When laughter, joy and grace are present in learning, Bay said that students — whether they are at the top of the class or at risk academically — are able to see that “we’re in this together and we’re all learning something new.”
Starting class with jokes or humor also helps engage students, according to Bay, who traded in working on farms and ranches and building homes to become a teacher in his 30s.
“I try to start most days with a smile,” he said.
Bay recently received the Montana Association of Agricultural Education’s Outstanding Agricultural Education Teacher Award.
The award recognizes teachers “who are conducting the highest quality agricultural education programs,” according to the National Association of Agriculture Educators. The award also recognizes leadership in various civic, community, agriculture and professional activities.
His application will now be considered for an award at the national level.
There are about 338 students from Flathead and Glacier high schools who take classes at the vo-ag center. Bay is one of a staff of 13 and currently teaches agriculture education to sophomores and juniors. He is also an FFA advisor to the award-winning Flathead chapter.
“Agriculture is such a cutting-edge industry. There is so much science behind it,” Bay said.
The vo-ag center is also a place where hands-on activities have always been the heart of learning.
Students get to learn on a working farm where barley and alfalfa are grown; sows, cattle and sheep are raised; pasture and riparian area maintained; and machinery operated.
Over the years, Bay said it has been exciting to see the commercial cattle expanded from “seven head to 12 head and develop our show-sheep program from zero sheep to 20 ewes and three rams.”
“During my tenure, I have been able to help our team grow our assets and investments almost to a half-a-million dollars,” Bay noted in his application.

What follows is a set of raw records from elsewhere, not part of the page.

//! # Database Error Types
//!
//! Error types for database operations.
//!
//! ## Error Flow
//! ```text
//! ┌─────────────────────────────────────────────────────────────────────────┐
//! │                    Error Propagation                                    │
//! │                                                                         │
//! │  SQLite Error (sqlx::Error)                                            │
//! │       │                                                                 │
//! │       ▼                                                                 │
//! │  DbError (this module) ← Adds context and categorization               │
//! │       │                                                                 │
//! │       ▼                                                                 │
//! │  ApiError (in camp-api) ← Shaped into {"errors": [...]}                │
//! │                                                                         │
//! └─────────────────────────────────────────────────────────────────────────┘
//! ```
//!
//! Absence of a row is NOT an error here: lookups return `Option`.

use camp_core::Resource;
use thiserror::Error;

/// Database operation errors.
#[derive(Debug, Error)]
pub enum DbError {
    /// A write targeted a row that does not exist.
    ///
    /// ## When This Occurs
    /// - Updating or deleting an id that was never created
    /// - The row was deleted between lookup and write
    #[error("{resource} not found: {id}")]
    NotFound { resource: Resource, id: i64 },

    /// A write would leave a dangling reference.
    ///
    /// ## When This Occurs
    /// - Inserting a signup whose camper or activity vanished after validation
    /// - SQLite reports "FOREIGN KEY constraint failed"
    ///
    /// The enclosing transaction is rolled back; nothing is written.
    #[error("Integrity violation: {message}")]
    IntegrityViolation { message: String },

    /// Database connection failed.
    ///
    /// ## When This Occurs
    /// - Malformed connection string
    /// - File permissions issue
    /// - Disk full
    #[error("Connection failed: {0}")]
    ConnectionFailed(String),

    /// Migration failed.
    #[error("Migration failed: {0}")]
    MigrationFailed(String),

    /// Query execution failed.
    #[error("Query failed: {0}")]
    QueryFailed(String),

    /// Pool exhausted (all connections in use).
    #[error("Connection pool exhausted")]
    PoolExhausted,

    /// Internal database error.
    #[error("Internal database error: {0}")]
    Internal(String),
}

impl DbError {
    /// Creates a NotFound error for a given resource and id.
    pub fn not_found(resource: Resource, id: i64) -> Self {
        DbError::NotFound { resource, id }
    }

    /// Creates an IntegrityViolation error.
    pub fn integrity(message: impl Into<String>) -> Self {
        DbError::IntegrityViolation {
            message: message.into(),
        }
    }
}

/// Convert sqlx errors to DbError.
///
/// ## Error Mapping
/// ```text
/// sqlx::Error::Database       → Analyze message for constraint type
/// sqlx::Error::PoolTimedOut   → DbError::PoolExhausted
/// sqlx::Error::PoolClosed     → DbError::ConnectionFailed
/// Other                       → DbError::Internal
/// ```
impl From<sqlx::Error> for DbError {
    fn from(err: sqlx::Error) -> Self {
        match err {
            sqlx::Error::Database(db_err) => {
                let msg = db_err.message();

                // SQLite FK constraint: "FOREIGN KEY constraint failed"
                if msg.contains("FOREIGN KEY constraint failed") {
                    DbError::IntegrityViolation {
                        message: msg.to_string(),
                    }
                } else {
                    DbError::QueryFailed(msg.to_string())
                }
            }

            sqlx::Error::PoolTimedOut => DbError::PoolExhausted,

            sqlx::Error::PoolClosed => DbError::ConnectionFailed("Pool is closed".to_string()),

            _ => DbError::Internal(err.to_string()),
        }
    }
}

impl From<sqlx::migrate::MigrateError> for DbError {
    fn from(err: sqlx::migrate::MigrateError) -> Self {
        DbError::MigrationFailed(err.to_string())
    }
}

/// Result type for database operations.
pub type DbResult<T> = Result<T, DbError>;

#[cfg(test)]
mod tests {
    use super::*;

    #[test]
    fn test_error_messages() {
        assert_eq!(
            DbError::not_found(Resource::Camper, 4).to_string(),
            "Camper not found: 4"
        );
        assert_eq!(
            DbError::integrity("camper 9 does not exist").to_string(),
            "Integrity violation: camper 9 does not exist"
        );
    }

    #[test]
    fn test_pool_errors_map() {
        assert!(matches!(
            DbError::from(sqlx::Error::PoolTimedOut),
            DbError::PoolExhausted
        ));
        assert!(matches!(
            DbError::from(sqlx::Error::RowNotFound),
            DbError::Internal(_)
        ));
    }
}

The award comes at a time when the H.E. Vocational Agricultural Center facility is preparing to expand as part of a $28.8-million high school district bond. Bay was a participant in the facility planning process.
Approximately $4.6 million is earmarked to build new classrooms, a veterinary science lab and new welding facility, among other projects.
“It’s really exciting that we’re going to be able to add to our curriculum,” Bay said.